What to do. The line with "use crate::ConfigError;" marks the start; write out that line and all following lines through the end of the listing, exactly.

*****

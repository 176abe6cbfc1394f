use crate::config::types::Config;
use crate::config::validation::validate;
use crate::ConfigError;
use std::path::Path;

/// Loads and parses a configuration file from the given path
///
/// # Arguments
///
/// * `path` - Path to the TOML configuration file
///
/// # Returns
///
/// * `Ok(Config)` - Successfully loaded and validated configuration
/// * `Err(ConfigError)` - Failed to load, parse, or validate the configuration
///
/// # Example
///
/// ```no_run
/// use std::path::Path;
/// use pagelock::config::load_config;
///
/// let config = load_config(Path::new("pagelock.toml")).unwrap();
/// println!("Max depth: {}", config.crawl.max_depth);
/// ```
pub fn load_config(path: &Path) -> Result<Config, ConfigError> {
    let content = std::fs::read_to_string(path)?;
    let config: Config = toml::from_str(&content)?;
    validate(&config)?;
    Ok(config)
}

/// Loads the configuration at `path` if one was given, defaults otherwise
pub fn load_config_or_default(path: Option<&Path>) -> Result<Config, ConfigError> {
    match path {
        Some(path) => load_config(path),
        None => {
            let config = Config::default();
            validate(&config)?;
            Ok(config)
        }
    }
}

*****

Expected answer.
use crate::ConfigError;
use std::path::Path;

/// Loads and parses a configuration file from the given path
///
/// # Arguments
///
/// * `path` - Path to the TOML configuration file
///
/// # Returns
///
/// * `Ok(Config)` - Successfully loaded and validated configuration
/// * `Err(ConfigError)` - Failed to load, parse, or validate the configuration
///
/// # Example
///
/// ```no_run
/// use std::path::Path;
/// use pagelock::config::load_config;
///
/// let config = load_config(Path::new("pagelock.toml")).unwrap();
/// println!("Max depth: {}", config.crawl.max_depth);
/// ```
pub fn load_config(path: &Path) -> Result<Config, ConfigError> {
    let content = std::fs::read_to_string(path)?;
    let config: Config = toml::from_str(&content)?;
    validate(&config)?;
    Ok(config)
}

/// Loads the configuration at `path` if one was given, defaults otherwise
pub fn load_config_or_default(path: Option<&Path>) -> Result<Config, ConfigError> {
    match path {
        Some(path) => load_config(path),
        None => {
            let config = Config::default();
            validate(&config)?;
            Ok(config)
        }
    }
}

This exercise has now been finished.